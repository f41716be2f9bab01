use thiserror::Error;

use crate::authoritative::LaneError;

#[derive(Error, Debug)]
pub enum RuleEngineError {
    #[error("Rule {rule_id} could not be evaluated: {source}")]
    LaneFailure {
        rule_id: String,
        #[source]
        source: LaneError,
    },

    #[error("Details for {code} drifted from schema: expected {expected:?}, got {actual:?}")]
    DetailSchemaDrift {
        code: String,
        expected: Vec<String>,
        actual: Vec<String>,
    },

    #[error("Invalid document: {message}")]
    InvalidDocument { message: String },

    #[error("Configuration error: {message}")]
    Configuration { message: String },

    #[error("Validation timed out after {elapsed_ms} ms")]
    Timeout { elapsed_ms: u128 },

    #[error("Concurrency error: {message}")]
    Concurrency { message: String },

    #[error("Serialization error: {0}")]
    Serialization(#[from] serde_json::Error),

    #[error("IO error: {0}")]
    Io(#[from] std::io::Error),
}

pub type Result<T> = std::result::Result<T, RuleEngineError>;

impl RuleEngineError {
    pub fn lane_failure<S: Into<String>>(rule_id: S, source: LaneError) -> Self {
        Self::LaneFailure {
            rule_id: rule_id.into(),
            source,
        }
    }

    pub fn invalid_document<S: Into<String>>(message: S) -> Self {
        Self::InvalidDocument {
            message: message.into(),
        }
    }

    pub fn configuration<S: Into<String>>(message: S) -> Self {
        Self::Configuration {
            message: message.into(),
        }
    }

    pub fn concurrency<S: Into<String>>(message: S) -> Self {
        Self::Concurrency {
            message: message.into(),
        }
    }
}
#[cfg(test)]
mod tests {
    use super::*;
    use crate::types::{RuleDefinition, RuleType};

    fn rules(definitions: Vec<RuleDefinition>) -> RuleSet {
        RuleSet::compile(definitions, &EngineConfig::default())
    }

    #[test]
    fn test_single_resource_is_entry_zero() {
        let patient = json!({"resourceType": "Patient"});
        let diagnostics = validate(
            &patient,
            &rules(vec![RuleDefinition::new("r", RuleType::Required, "name")]),
            &ValidationContext::default(),
        )
        .unwrap();
        assert_eq!(diagnostics.len(), 1);
        assert_eq!(diagnostics[0].collection_entry_index, 0);
        assert!(diagnostics[0].pointer.is_root());
    }

    #[test]
    fn test_entry_without_resource_is_structural() {
        let bundle = json!({"resourceType": "Bundle", "entry": [{"fullUrl": "urn:x"}]});
        let diagnostics = validate(&bundle, &rules(vec![]), &ValidationContext::default()).unwrap();
        assert_eq!(diagnostics.len(), 1);
        assert_eq!(diagnostics[0].error_code, ErrorCode::StructureInvalid);
        assert_eq!(diagnostics[0].pointer.to_string(), "/entry/0");
        assert!(diagnostics[0].rule_id.is_none());
    }

    #[test]
    fn test_non_object_document_is_an_error() {
        let result = validate(&json!([1, 2]), &rules(vec![]), &ValidationContext::default());
        assert!(matches!(result, Err(RuleEngineError::InvalidDocument { .. })));
    }

    #[test]
    fn test_engine_fault_isolated_per_rule() {
        let bundle = json!({"resourceType": "Bundle", "entry": [
            {"resource": {"resourceType": "Patient", "identifier": [{"system": "a"}]}}
        ]});
        let set = rules(vec![
            RuleDefinition::new("complex", RuleType::Required, "identifier[system != 'a'].value"),
            RuleDefinition::new("name", RuleType::Required, "name"),
        ]);
        let (diagnostics, stats) = Validator::default()
            .validate_with_stats(&bundle, &set)
            .unwrap();

        let codes: Vec<ErrorCode> = diagnostics.iter().map(|d| d.error_code).collect();
        assert_eq!(codes, vec![ErrorCode::EngineFault, ErrorCode::RequiredMissing]);
        assert_eq!(stats.engine_faults, 1);
        assert_eq!(stats.rules_evaluated, 2);
    }

    #[test]
    fn test_collection_filter_limits_entries() {
        let bundle = json!({"resourceType": "Bundle", "entry": [
            {"resource": {"resourceType": "Patient"}},
            {"resource": {"resourceType": "Observation"}}
        ]});
        let set = rules(vec![
            RuleDefinition::new("r", RuleType::Required, "status").with_resource_types(["Observation"]),
        ]);
        let diagnostics = validate(&bundle, &set, &ValidationContext::default()).unwrap();
        assert_eq!(diagnostics.len(), 1);
        assert_eq!(diagnostics[0].collection_entry_index, 1);
        assert_eq!(diagnostics[0].pointer.to_string(), "/entry/1/resource");
    }
}
impl RuleKind {
    /// Check and type the parameters of `rule`
    pub fn compile(rule: &RuleDefinition) -> std::result::Result<Self, RuleConfigError> {
        match rule.rule_type {
            RuleType::Required => Ok(RuleKind::Required),
            RuleType::FixedValue => Ok(RuleKind::FixedValue {
                expected: rule
                    .parameter("expected")
                    .cloned()
                    .ok_or_else(|| RuleConfigError::missing("expected"))?,
            }),
            RuleType::AllowedValues => {
                let allowed = rule
                    .parameter("allowed")
                    .ok_or_else(|| RuleConfigError::missing("allowed"))?
                    .as_array()
                    .ok_or_else(|| RuleConfigError::invalid("allowed", "must be an array"))?;
                if allowed.is_empty() {
                    return Err(RuleConfigError::invalid("allowed", "must not be empty"));
                }
                Ok(RuleKind::AllowedValues {
                    allowed: allowed.clone(),
                })
            }
            RuleType::Pattern => {
                let pattern = required_string(rule, "pattern")?;
                Ok(RuleKind::Pattern {
                    regex: full_match_regex("pattern", pattern)?,
                    pattern: pattern.to_string(),
                    description: optional_string(rule, "description")?,
                })
            }
            RuleType::Cardinality => {
                if rule.parameter("min").is_none() && rule.parameter("max").is_none() {
                    return Err(RuleConfigError::missing("min"));
                }
                let min = optional_count(rule, "min")?.unwrap_or(0);
                let max = optional_count(rule, "max")?;
                if let Some(max) = max
                    && min > max
                {
                    return Err(RuleConfigError::invalid(
                        "max",
                        format!("max {max} is below min {min}"),
                    ));
                }
                Ok(RuleKind::Cardinality { min, max })
            }
            RuleType::CodeMembership => {
                let expected_system = optional_string(rule, "expectedSystem")?;
                let value_set = optional_string(rule, "valueSet")?;
                if expected_system.is_none() && value_set.is_none() {
                    return Err(RuleConfigError::missing("valueSet"));
                }
                Ok(RuleKind::CodeMembership {
                    expected_system,
                    value_set,
                })
            }
            RuleType::ReferenceIntegrity => {
                let target_types = match rule.parameter("targetTypes") {
                    None => Vec::new(),
                    Some(JsonValue::Array(items)) => items
                        .iter()
                        .map(|item| {
                            item.as_str().map(str::to_string).ok_or_else(|| {
                                RuleConfigError::invalid("targetTypes", "must hold strings")
                            })
                        })
                        .collect::<std::result::Result<_, _>>()?,
                    Some(_) => {
                        return Err(RuleConfigError::invalid("targetTypes", "must be an array"));
                    }
                };
                let allow_external = match rule.parameter("allowExternal") {
                    None => false,
                    Some(JsonValue::Bool(flag)) => *flag,
                    Some(_) => {
                        return Err(RuleConfigError::invalid("allowExternal", "must be a boolean"));
                    }
                };
                Ok(RuleKind::ReferenceIntegrity {
                    target_types,
                    allow_external,
                })
            }
            RuleType::CustomPredicate => compile_predicate(rule),
            RuleType::CompositeAnswer => compile_composite(rule).map(|spec| RuleKind::CompositeAnswer(Box::new(spec))),
        }
    }
}

fn compile_predicate(rule: &RuleDefinition) -> std::result::Result<RuleKind, RuleConfigError> {
    let operator_text = required_string(rule, "operator")?;
    let operator = PredicateOperator::parse(operator_text).ok_or_else(|| {
        RuleConfigError::invalid("operator", format!("unknown operator '{operator_text}'"))
    })?;

    let value = rule.parameter("value").cloned();
    let mut regex = None;
    match operator {
        PredicateOperator::Exists | PredicateOperator::NotExists => {}
        PredicateOperator::Equals | PredicateOperator::NotEquals => {
            if value.is_none() {
                return Err(RuleConfigError::missing("value"));
            }
        }
        PredicateOperator::GreaterThan | PredicateOperator::LessThan => match &value {
            Some(JsonValue::Number(_)) | Some(JsonValue::String(_)) => {}
            Some(_) => {
                return Err(RuleConfigError::invalid(
                    "value",
                    "comparison needs a number or a string",
                ));
            }
            None => return Err(RuleConfigError::missing("value")),
        },
        PredicateOperator::Matches => {
            let pattern = required_string(rule, "value")?;
            regex = Some(full_match_regex("value", pattern)?);
        }
    }

    Ok(RuleKind::CustomPredicate {
        predicate: Predicate {
            operator,
            value,
            regex,
        },
        author_code: rule.diagnostic_code.clone(),
    })
}

fn compile_composite(rule: &RuleDefinition) -> std::result::Result<CompositeAnswerSpec, RuleConfigError> {
    let context_text = match rule.referenced_scope() {
        Some(scope) => rule
            .scopes
            .get(scope)
            .map(String::as_str)
            .ok_or_else(|| RuleConfigError::DanglingScope {
                scope: scope.to_string(),
            })?,
        None => rule.target_path.as_str(),
    };
    let context_path = parse_path_parameter("scope", context_text)?;

    let question_path = parse_path_parameter("questionPath", required_string(rule, "questionPath")?)?;
    let answer_path = parse_path_parameter("answerPath", required_string(rule, "answerPath")?)?;
    let question_code = match rule.parameter("questionCode") {
        Some(JsonValue::String(code)) if !code.trim().is_empty() => code.clone(),
        Some(JsonValue::Number(n)) => n.to_string(),
        Some(_) => {
            return Err(RuleConfigError::invalid("questionCode", "must be a non-empty string"));
        }
        None => return Err(RuleConfigError::missing("questionCode")),
    };

    let type_text = required_string(rule, "answerType")?;
    let answer_type = AnswerType::parse(type_text).ok_or_else(|| {
        RuleConfigError::invalid("answerType", format!("unknown answer type '{type_text}'"))
    })?;

    let min = optional_number(rule, "min")?;
    let max = optional_number(rule, "max")?;
    if (min.is_some() || max.is_some()) && !answer_type.is_numeric() {
        let parameter = if min.is_some() { "min" } else { "max" };
        return Err(RuleConfigError::invalid(
            parameter,
            format!("range bounds need a numeric answer type, not {}", answer_type.as_str()),
        ));
    }
    if let (Some(lo), Some(hi)) = (min, max)
        && lo > hi
    {
        return Err(RuleConfigError::invalid("max", format!("max {hi} is below min {lo}")));
    }

    let value_set = optional_string(rule, "valueSet")?;
    if value_set.is_some() && !answer_type.is_coded() {
        return Err(RuleConfigError::invalid(
            "valueSet",
            format!("value sets need a coded answer type, not {}", answer_type.as_str()),
        ));
    }

    Ok(CompositeAnswerSpec {
        context_path,
        question_path,
        question_code,
        answer_path,
        answer_type,
        min,
        max,
        value_set,
    })
}

fn required_string<'r>(rule: &'r RuleDefinition, name: &str) -> std::result::Result<&'r str, RuleConfigError> {
    match rule.parameter(name) {
        Some(JsonValue::String(s)) if !s.trim().is_empty() => Ok(s),
        Some(JsonValue::String(_)) => Err(RuleConfigError::invalid(name, "must not be blank")),
        Some(_) => Err(RuleConfigError::invalid(name, "must be a string")),
        None => Err(RuleConfigError::missing(name)),
    }
}

fn optional_string(rule: &RuleDefinition, name: &str) -> std::result::Result<Option<String>, RuleConfigError> {
    match rule.parameter(name) {
        None => Ok(None),
        Some(JsonValue::String(s)) => Ok(Some(s.clone())),
        Some(_) => Err(RuleConfigError::invalid(name, "must be a string")),
    }
}

fn optional_count(rule: &RuleDefinition, name: &str) -> std::result::Result<Option<u64>, RuleConfigError> {
    match rule.parameter(name) {
        None => Ok(None),
        Some(value) => value
            .as_u64()
            .map(Some)
            .ok_or_else(|| RuleConfigError::invalid(name, "must be a non-negative integer")),
    }
}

Work order => Could you copy out every line in the listing where the word "Observation" appears?

Task result =>
            {"resource": {"resourceType": "Observation"}}
            RuleDefinition::new("r", RuleType::Required, "status").with_resource_types(["Observation"]),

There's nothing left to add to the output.